--- WHAT THE EXERCISE ASKS ---
Across the entries below, count the lines that contain the word "contents" and reply with that number only.

--- SOURCE DATA ---

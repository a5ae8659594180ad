//! Static path policy for unified diffs.
//!
//! Only the per-file header lines (`--- a/...` and `+++ b/...`) are inspected.
//! Hunk bodies are never scanned, so a forbidden token that appears in code
//! content does not trigger a rejection.

use crate::error::ToolError;

/// Path tokens a patch may never touch. Checked in this order.
pub const FORBIDDEN_TOKENS: [&str; 3] = ["infra/", "db/migrations/", "secrets"];

/// Reject the whole diff if any file header mentions a forbidden token.
///
/// Matching is a raw substring match anywhere in the header line, so
/// `app/infra/x` or `a/secrets.txt` are rejected as well.
pub fn check(diff: &str) -> Result<(), ToolError> {
    match first_forbidden_token(diff) {
        Some(token) => Err(ToolError::ForbiddenPath { token }),
        None => Ok(()),
    }
}

fn first_forbidden_token(diff: &str) -> Option<&'static str> {
    diff.lines().filter(|line| is_file_header(line)).find_map(|line| {
        FORBIDDEN_TOKENS
            .iter()
            .copied()
            .find(|token| line.contains(token))
    })
}

fn is_file_header(line: &str) -> bool {
    line.starts_with("+++") || line.starts_with("---")
}
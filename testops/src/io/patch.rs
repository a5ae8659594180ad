//! Gate, stage, validate, and optionally apply a unified diff.
//!
//! The diff is staged at a fixed dotfile in the project root. The scratch file
//! is owned by a guard that removes it on drop, so it is gone after every call
//! regardless of which step failed. Concurrent calls share that path and must
//! be serialized by the caller.

use std::fs;
use std::path::{Path, PathBuf};

use tracing::{debug, info, instrument, warn};

use crate::core::diff_gate;
use crate::core::types::PatchOutcome;
use crate::error::ToolError;
use crate::io::git::Git;

/// Scratch file name, relative to the project root.
pub const SCRATCH_FILE_NAME: &str = ".testops.patch";

/// Validates and applies diffs against one project root.
#[derive(Debug, Clone)]
pub struct PatchApplicator {
    git: Git,
    scratch_path: PathBuf,
}

impl PatchApplicator {
    pub fn new(git: Git) -> Self {
        let scratch_path = git.workdir().join(SCRATCH_FILE_NAME);
        Self { git, scratch_path }
    }

    /// Gate, write scratch, `git apply --check`, `git apply` unless dry run, cleanup.
    ///
    /// With `dry_run` the working tree is never touched and `applied` is false.
    #[instrument(skip_all, fields(dry_run = dry_run, diff_bytes = diff.len()))]
    pub fn validate_and_apply(&self, diff: &str, dry_run: bool) -> Result<PatchOutcome, ToolError> {
        if let Err(err) = diff_gate::check(diff) {
            warn!(%err, "diff rejected by path policy");
            return Err(err);
        }

        let scratch = ScratchFile::create(&self.scratch_path, diff)?;
        self.git.apply_check(scratch.path())?;
        if dry_run {
            debug!("dry run, leaving working tree untouched");
            return Ok(PatchOutcome::ok(false));
        }
        self.git.apply(scratch.path())?;
        info!("patch applied to working tree");
        Ok(PatchOutcome::ok(true))
    }
}

/// A file that exists only as long as this guard does.
#[derive(Debug)]
struct ScratchFile {
    path: PathBuf,
}

impl ScratchFile {
    fn create(path: &Path, contents: &str) -> Result<Self, ToolError> {
        // Take ownership before writing so a partial write is still cleaned up.
        let guard = Self {
            path: path.to_path_buf(),
        };
        fs::write(path, contents)
            .map_err(|e| ToolError::io(format!("write scratch patch {}", path.display()), e))?;
        Ok(guard)
    }

    fn path(&self) -> &Path {
        &self.path
    }
}

impl Drop for ScratchFile {
    fn drop(&mut self) {
        match fs::remove_file(&self.path) {
            Ok(()) => {}
            Err(e) if e.kind() == std::io::ErrorKind::NotFound => {}
            Err(e) => warn!(err = %e, path = %self.path.display(), "failed to remove scratch patch"),
        }
    }
}
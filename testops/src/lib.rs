//! Test-operations tools for autonomous agents.
//!
//! This crate lets an agent run a project's tests, linter, and type-checker,
//! and validate, apply, and commit patches, without shelling out itself. The
//! architecture keeps a strict separation:
//!
//! - **[`core`]**: Pure logic (command construction, diff policy, value types).
//!   No I/O, fully testable in isolation.
//! - **[`io`]**: Side-effecting operations (filesystem probes, child processes,
//!   git, config).
//!
//! [`tools`] composes both into the five callable operations, and [`mcp`]
//! exposes them over a stdio JSON-RPC transport.

pub mod core;
pub mod error;
pub mod exit_codes;
pub mod io;
pub mod logging;
pub mod mcp;
#[cfg(any(test, feature = "test-support"))]
pub mod test_support;
pub mod tools;
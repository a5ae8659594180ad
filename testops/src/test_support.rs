//! Test-only helpers for building throwaway projects.

use std::fs;
use std::path::{Path, PathBuf};
use std::process::Command;

use anyhow::{Context, Result, bail};
use tempfile::TempDir;

use crate::io::config::{ServiceConfig, TestOpsConfig};
use crate::tools::TestOps;

/// A temporary project directory, removed on drop.
pub struct TestProject {
    dir: TempDir,
}

impl TestProject {
    pub fn new() -> Result<Self> {
        let dir = tempfile::tempdir().context("create temp project")?;
        Ok(Self { dir })
    }

    /// Temp project initialized as a git repo with one commit of `files`.
    pub fn git_with_files(files: &[(&str, &str)]) -> Result<Self> {
        let project = Self::new()?;
        for (rel, contents) in files {
            project.write(rel, contents)?;
        }
        project.git(&["init", "-q"])?;
        project.git(&["config", "user.name", "TestOps Tests"])?;
        project.git(&["config", "user.email", "testops@local.invalid"])?;
        project.git(&["config", "commit.gpgsign", "false"])?;
        project.git(&["add", "-A"])?;
        project.git(&["commit", "-q", "-m", "chore: seed project"])?;
        Ok(project)
    }

    pub fn path(&self) -> &Path {
        self.dir.path()
    }

    pub fn join(&self, rel: &str) -> PathBuf {
        self.dir.path().join(rel)
    }

    pub fn write(&self, rel: &str, contents: &str) -> Result<()> {
        let path = self.join(rel);
        if let Some(parent) = path.parent() {
            fs::create_dir_all(parent)
                .with_context(|| format!("create dir {}", parent.display()))?;
        }
        fs::write(&path, contents).with_context(|| format!("write {}", path.display()))
    }

    pub fn read(&self, rel: &str) -> Result<String> {
        let path = self.join(rel);
        fs::read_to_string(&path).with_context(|| format!("read {}", path.display()))
    }

    /// Tool surface rooted at this project with default limits.
    pub fn ops(&self) -> TestOps {
        self.ops_with(TestOpsConfig::default())
    }

    pub fn ops_with(&self, limits: TestOpsConfig) -> TestOps {
        TestOps::new(ServiceConfig::new(self.path(), limits))
    }

    /// Run git in the project and return stdout.
    pub fn git(&self, args: &[&str]) -> Result<String> {
        let output = Command::new("git")
            .args(args)
            .current_dir(self.path())
            .output()
            .with_context(|| format!("run git {:?}", args))?;
        if !output.status.success() {
            let stderr = String::from_utf8_lossy(&output.stderr);
            bail!("git {:?} failed: {}", args, stderr.trim());
        }
        Ok(String::from_utf8_lossy(&output.stdout).to_string())
    }
}

/// Unified diff replacing the single line `old` with `new` in `path`.
pub fn single_line_diff(path: &str, old: &str, new: &str) -> String {
    format!("diff --git a/{path} b/{path}\n--- a/{path}\n+++ b/{path}\n@@ -1 +1 @@\n-{old}\n+{new}\n")
}
//! Stable exit codes for one-shot CLI commands.

use crate::error::ToolError;

/// Tool succeeded.
pub const OK: i32 = 0;
/// The command ran and failed, or an internal error occurred.
pub const FAILED: i32 = 1;
/// No supported ecosystem detected.
pub const UNSUPPORTED: i32 = 2;
/// The command exceeded its deadline.
pub const TIMEOUT: i32 = 3;
/// The diff touched a forbidden path.
pub const FORBIDDEN: i32 = 4;
/// Caller input failed a precondition.
pub const INVALID: i32 = 5;

pub fn for_error(err: &ToolError) -> i32 {
    match err {
        ToolError::UnsupportedProject { .. } => UNSUPPORTED,
        ToolError::ProcessTimeout { .. } => TIMEOUT,
        ToolError::ForbiddenPath { .. } => FORBIDDEN,
        ToolError::InvalidArgument(_) => INVALID,
        ToolError::ProcessFailed(_) | ToolError::Io { .. } => FAILED,
    }
}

--- EXERCISE SOLUTION ---
6